//! Recency and importance decay
//!
//! Two kinds of decay live here:
//! - recency: a continuous `exp(-λ·age_seconds)` signal used at query time
//! - importance decay: a sweep applied to stored importance once per
//!   elapsed whole period (days)

use chrono::{DateTime, Utc};
use serde::{Deserialize, Serialize};
use tracing::warn;

use crate::error::{Result, StrataError};
use crate::memory::types::MemoryLayer;

/// Importance never decays below this in an access-aware sweep
pub const SWEEP_IMPORTANCE_FLOOR: f64 = 0.01;

/// Shape of an importance decay curve
#[derive(Debug, Clone, Copy, Default, PartialEq, Serialize, Deserialize)]
#[serde(tag = "kind", rename_all = "lowercase")]
pub enum DecayFunction {
    /// `importance · e^(-rate·n)`
    #[default]
    Exponential,
    /// `importance - rate·n`
    Linear,
    /// `importance - rate·ln(1 + n)`
    Logarithmic,
    /// `importance · (1 - rate)^(n / interval)`, dropping once per interval
    Step { interval: u32 },
}

impl DecayFunction {
    /// Decay `importance` over `periods` whole periods, clamped to
    /// `[min_importance, max_importance]`.
    pub fn apply(
        &self,
        importance: f64,
        decay_rate: f64,
        periods: u32,
        min_importance: f64,
        max_importance: f64,
    ) -> f64 {
        let n = f64::from(periods);
        let decayed = match self {
            DecayFunction::Exponential => importance * (-decay_rate * n).exp(),
            DecayFunction::Linear => importance - decay_rate * n,
            DecayFunction::Logarithmic => importance - decay_rate * n.ln_1p(),
            DecayFunction::Step { interval } => {
                let steps = periods / (*interval).max(1);
                importance * (1.0 - decay_rate).max(0.0).powi(steps as i32)
            }
        };
        clamp_bounds(decayed, min_importance, max_importance)
    }
}

/// Per-layer decay parameters
#[derive(Debug, Clone, Copy, PartialEq, Serialize, Deserialize)]
pub struct DecayConfig {
    /// Recency decay rate per second
    #[serde(default = "default_base_decay_rate")]
    pub base_decay_rate: f64,
    /// Lower clamp for the effective recency rate
    #[serde(default = "default_min_decay_rate")]
    pub min_decay_rate: f64,
    /// Upper clamp for the effective recency rate
    #[serde(default = "default_max_decay_rate")]
    pub max_decay_rate: f64,
    /// Dampen decay for frequently accessed items
    #[serde(default = "default_access_count_boost")]
    pub access_count_boost: bool,
    /// Floor for decayed importance
    #[serde(default = "default_min_importance")]
    pub min_importance: f64,
    /// Ceiling for decayed importance
    #[serde(default = "default_max_importance")]
    pub max_importance: f64,
    /// Curve used by importance sweeps
    #[serde(default)]
    pub function: DecayFunction,
    /// Importance decay per day; zero disables sweeps for the layer
    #[serde(default = "default_importance_decay_rate")]
    pub importance_decay_rate: f64,
}

fn default_base_decay_rate() -> f64 {
    0.001
}

fn default_min_decay_rate() -> f64 {
    0.0001
}

fn default_max_decay_rate() -> f64 {
    0.01
}

fn default_access_count_boost() -> bool {
    true
}

fn default_min_importance() -> f64 {
    0.01
}

fn default_max_importance() -> f64 {
    1.0
}

fn default_importance_decay_rate() -> f64 {
    0.01
}

impl Default for DecayConfig {
    fn default() -> Self {
        Self {
            base_decay_rate: default_base_decay_rate(),
            min_decay_rate: default_min_decay_rate(),
            max_decay_rate: default_max_decay_rate(),
            access_count_boost: default_access_count_boost(),
            min_importance: default_min_importance(),
            max_importance: default_max_importance(),
            function: DecayFunction::default(),
            importance_decay_rate: default_importance_decay_rate(),
        }
    }
}

impl DecayConfig {
    /// Defaults tuned per layer: sensory fades fastest, long-term slowly,
    /// reflective not at all.
    pub fn for_layer(layer: MemoryLayer) -> Self {
        let base = Self::default();
        match layer {
            MemoryLayer::Sensory => Self {
                base_decay_rate: 0.01,
                min_decay_rate: 0.001,
                max_decay_rate: 0.1,
                importance_decay_rate: 0.1,
                ..base
            },
            MemoryLayer::Working => Self {
                importance_decay_rate: 0.05,
                ..base
            },
            MemoryLayer::Episodic => Self {
                base_decay_rate: 0.0001,
                min_decay_rate: 0.00001,
                max_decay_rate: 0.001,
                importance_decay_rate: 0.01,
                ..base
            },
            MemoryLayer::Semantic => Self {
                base_decay_rate: 0.00001,
                min_decay_rate: 0.000001,
                max_decay_rate: 0.0001,
                importance_decay_rate: 0.005,
                function: DecayFunction::Logarithmic,
                ..base
            },
            MemoryLayer::Reflective => Self {
                base_decay_rate: 0.0,
                min_decay_rate: 0.0,
                max_decay_rate: 0.0,
                importance_decay_rate: 0.0,
                ..base
            },
        }
    }

    /// Whether importance sweeps change anything for this layer
    pub fn decays(&self) -> bool {
        self.importance_decay_rate > 0.0
    }

    /// Effective per-second recency rate after access dampening and clamping
    pub fn effective_rate(&self, access_count: u64) -> f64 {
        let rate = if self.access_count_boost {
            self.base_decay_rate / (1.0 + (access_count as f64).ln_1p())
        } else {
            self.base_decay_rate
        };
        clamp_bounds(rate, self.min_decay_rate, self.max_decay_rate)
    }

    /// Apply this layer's importance curve over `periods` days
    pub fn decay_importance(&self, importance: f64, periods: u32) -> f64 {
        self.function.apply(
            importance,
            self.importance_decay_rate,
            periods,
            self.min_importance,
            self.max_importance,
        )
    }
}

/// Output of [`recency_score`]
#[derive(Debug, Clone, Copy, PartialEq)]
pub struct RecencyScore {
    /// `exp(-rate·age)` in `[0, 1]`
    pub score: f64,
    /// Age used for the score, never negative
    pub age_seconds: f64,
    /// Per-second rate after dampening
    pub effective_decay_rate: f64,
}

/// Exponential recency of a memory.
///
/// Age is measured from `last_accessed_at`, falling back to `created_at`.
/// A reference time in the future is logged and treated as age zero.
pub fn recency_score(
    last_accessed_at: Option<DateTime<Utc>>,
    created_at: DateTime<Utc>,
    access_count: u64,
    now: DateTime<Utc>,
    config: &DecayConfig,
) -> RecencyScore {
    let reference = last_accessed_at.unwrap_or(created_at);
    let effective_decay_rate = config.effective_rate(access_count);
    let age_seconds = (now - reference).num_milliseconds() as f64 / 1000.0;

    if age_seconds < 0.0 {
        warn!(
            %reference,
            %now,
            "Memory timestamp is in the future, treating as fresh"
        );
        return RecencyScore {
            score: 1.0,
            age_seconds: 0.0,
            effective_decay_rate,
        };
    }

    RecencyScore {
        score: (-effective_decay_rate * age_seconds).exp().clamp(0.0, 1.0),
        age_seconds,
        effective_decay_rate,
    }
}

/// Half-life in seconds for a per-second decay rate (`ln2 / λ`)
pub fn half_life(decay_rate: f64) -> Result<f64> {
    if !(decay_rate > 0.0) {
        return Err(StrataError::Validation(format!(
            "decay rate must be positive, got {decay_rate}"
        )));
    }
    Ok(std::f64::consts::LN_2 / decay_rate)
}

/// Per-second decay rate for a half-life in seconds (`ln2 / t½`)
pub fn decay_rate_from_half_life(half_life_seconds: f64) -> Result<f64> {
    if !(half_life_seconds > 0.0) {
        return Err(StrataError::Validation(format!(
            "half-life must be positive, got {half_life_seconds}"
        )));
    }
    Ok(std::f64::consts::LN_2 / half_life_seconds)
}

/// One step of the storage-level importance sweep.
///
/// With access stats, items untouched for over 30 days decay faster
/// (`rate · (1 + days/30)`) and items used within the last week decay at
/// half rate. The result never drops below [`SWEEP_IMPORTANCE_FLOOR`].
pub fn sweep_importance(importance: f64, rate: f64, days_since_access: Option<f64>) -> f64 {
    let effective = match days_since_access {
        Some(days) if days > 30.0 => rate * (1.0 + days / 30.0),
        Some(days) if days < 7.0 => rate * 0.5,
        _ => rate,
    };
    (importance * (1.0 - effective.clamp(0.0, 1.0))).max(SWEEP_IMPORTANCE_FLOOR)
}

fn clamp_bounds(value: f64, min: f64, max: f64) -> f64 {
    value.max(min).min(max)
}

● ● ●

• GOAL OF THE EXERCISE: Whichever lines of the records above hold the word "Exponential" should all be copied out.

• ANSWER SECTION:
    Exponential,
            DecayFunction::Exponential => importance * (-decay_rate * n).exp(),
/// Exponential recency of a memory.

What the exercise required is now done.